=== REQUIRED WORK ===
From the entries below, gather each line containing the word "after".

(Items listed in a dataset)
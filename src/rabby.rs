// src/rabby.rs
use reqwest::header::{ACCEPT, ACCEPT_LANGUAGE};
use reqwest::StatusCode;
use serde::{Deserialize, Deserializer};
use std::{sync::Arc, time::Duration};
use thiserror::Error;
use tokio::time::sleep;
use tracing::{debug, warn};

use crate::models::{ChainBalance, FetchResult};
use crate::proxy::{build_client, ProxyProvider};
use crate::retry::RetryPolicy;

pub const TOTAL_BALANCE_URL: &str = "https://api.rabby.io/v1/user/total_balance";

/// Body Rabby sends instead of data when throttling
const RATE_LIMIT_MESSAGE: &str = "Too Many Requests";

/// `null` reads as the zero value, same as a missing key.
fn null_as_default<'de, D, T>(deserializer: D) -> Result<T, D::Error>
where
    D: Deserializer<'de>,
    T: Default + Deserialize<'de>,
{
    Ok(Option::<T>::deserialize(deserializer)?.unwrap_or_default())
}

#[derive(Debug, Deserialize)]
struct ChainEntry {
    #[serde(default, deserialize_with = "null_as_default")]
    name: String,
    #[allow(dead_code)]
    #[serde(rename = "native_token_id", default, deserialize_with = "null_as_default")]
    native_token: String,
    #[serde(default)]
    usd_value: Option<f64>,
}

#[derive(Debug, Deserialize)]
pub(crate) struct TotalBalanceResponse {
    #[allow(dead_code)]
    #[serde(default, deserialize_with = "null_as_default")]
    error_code: i64,
    #[serde(default)]
    total_usd_value: Option<f64>,
    #[serde(default, deserialize_with = "null_as_default")]
    chain_list: Vec<ChainEntry>,
    #[serde(default)]
    message: Option<String>,
}

impl TotalBalanceResponse {
    /// Keep only chains actually holding value.
    fn into_fetch_result(self) -> FetchResult {
        let chain_balances = self
            .chain_list
            .into_iter()
            .filter_map(|c| match c.usd_value {
                Some(v) if v > 0.0 => Some(ChainBalance::new(c.name, v)),
                _ => None,
            })
            .collect();

        FetchResult {
            total_usd_balance: self.total_usd_value.unwrap_or(0.0),
            chain_balances,
        }
    }
}

/// Why a single request attempt did not produce a balance.
#[derive(Debug, Error)]
pub enum AttemptError {
    #[error("Request Error: {0}")]
    Transport(#[from] reqwest::Error),

    #[error("Rate Limited (HTTP {0})")]
    RateLimited(u16),

    #[error("Failed To Parse JSON Response: {0}")]
    Parse(#[from] serde_json::Error),

    #[error("Rate Limited by Message")]
    RateLimitedMessage,
}

#[derive(Debug, Error)]
pub enum FetchError {
    #[error("giving up after {attempts} attempts, last error: {last}")]
    RetriesExhausted { attempts: u32, last: AttemptError },
}

/// Client for Rabby's total balance endpoint
pub struct RabbyClient {
    base_url: String,
    proxies: Arc<dyn ProxyProvider>,
    retry: RetryPolicy,
    timeout: Duration,
}

impl RabbyClient {
    pub fn new(proxies: Arc<dyn ProxyProvider>, retry: RetryPolicy, timeout: Duration) -> Self {
        Self::with_base_url(TOTAL_BALANCE_URL, proxies, retry, timeout)
    }

    pub fn with_base_url(
        base_url: impl Into<String>,
        proxies: Arc<dyn ProxyProvider>,
        retry: RetryPolicy,
        timeout: Duration,
    ) -> Self {
        Self {
            base_url: base_url.into(),
            proxies,
            retry,
            timeout,
        }
    }

    /// One request through a freshly picked proxy.
    async fn attempt(&self, address: &str) -> Result<FetchResult, AttemptError> {
        let proxy = self.proxies.next_proxy();
        let client = build_client(proxy.as_deref(), self.timeout)?;

        debug!("📡 GET {} id={} via {:?}", self.base_url, address, proxy);

        let resp = client
            .get(&self.base_url)
            .query(&[("id", address)])
            .header(ACCEPT, "application/json")
            .header(ACCEPT_LANGUAGE, "en-US,en;q=0.9")
            .send()
            .await?;

        let status = resp.status();
        if status == StatusCode::TOO_MANY_REQUESTS || status == StatusCode::FORBIDDEN {
            return Err(AttemptError::RateLimited(status.as_u16()));
        }

        let body = resp.bytes().await?;
        let parsed: TotalBalanceResponse = serde_json::from_slice(&body)?;

        if parsed.message.as_deref() == Some(RATE_LIMIT_MESSAGE) {
            return Err(AttemptError::RateLimitedMessage);
        }

        Ok(parsed.into_fetch_result())
    }

    /// Total USD balance plus non-zero chains for `address`.
    ///
    /// Transport errors, HTTP 429/403, unparsable bodies and the rate-limit
    /// message are all retried after the policy's delay. With no attempt
    /// ceiling this only returns on success.
    pub async fn get_total_balance(&self, address: &str) -> Result<FetchResult, FetchError> {
        let mut attempts: u32 = 0;

        loop {
            let err = match self.attempt(address).await {
                Ok(result) => return Ok(result),
                Err(e) => e,
            };

            attempts += 1;
            if self.retry.exhausted(attempts) {
                return Err(FetchError::RetriesExhausted {
                    attempts,
                    last: err,
                });
            }

            let delay = self.retry.delay_for(attempts);
            warn!(
                "{} | {} - Sleeping {:.1} seconds (attempt {})...",
                address,
                err,
                delay.as_secs_f64(),
                attempts
            );
            sleep(delay).await;
        }
    }
}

=== RESPONSE BELOW ===
    #[error("giving up after {attempts} attempts, last error: {last}")]
    /// message are all retried after the policy's delay. With no attempt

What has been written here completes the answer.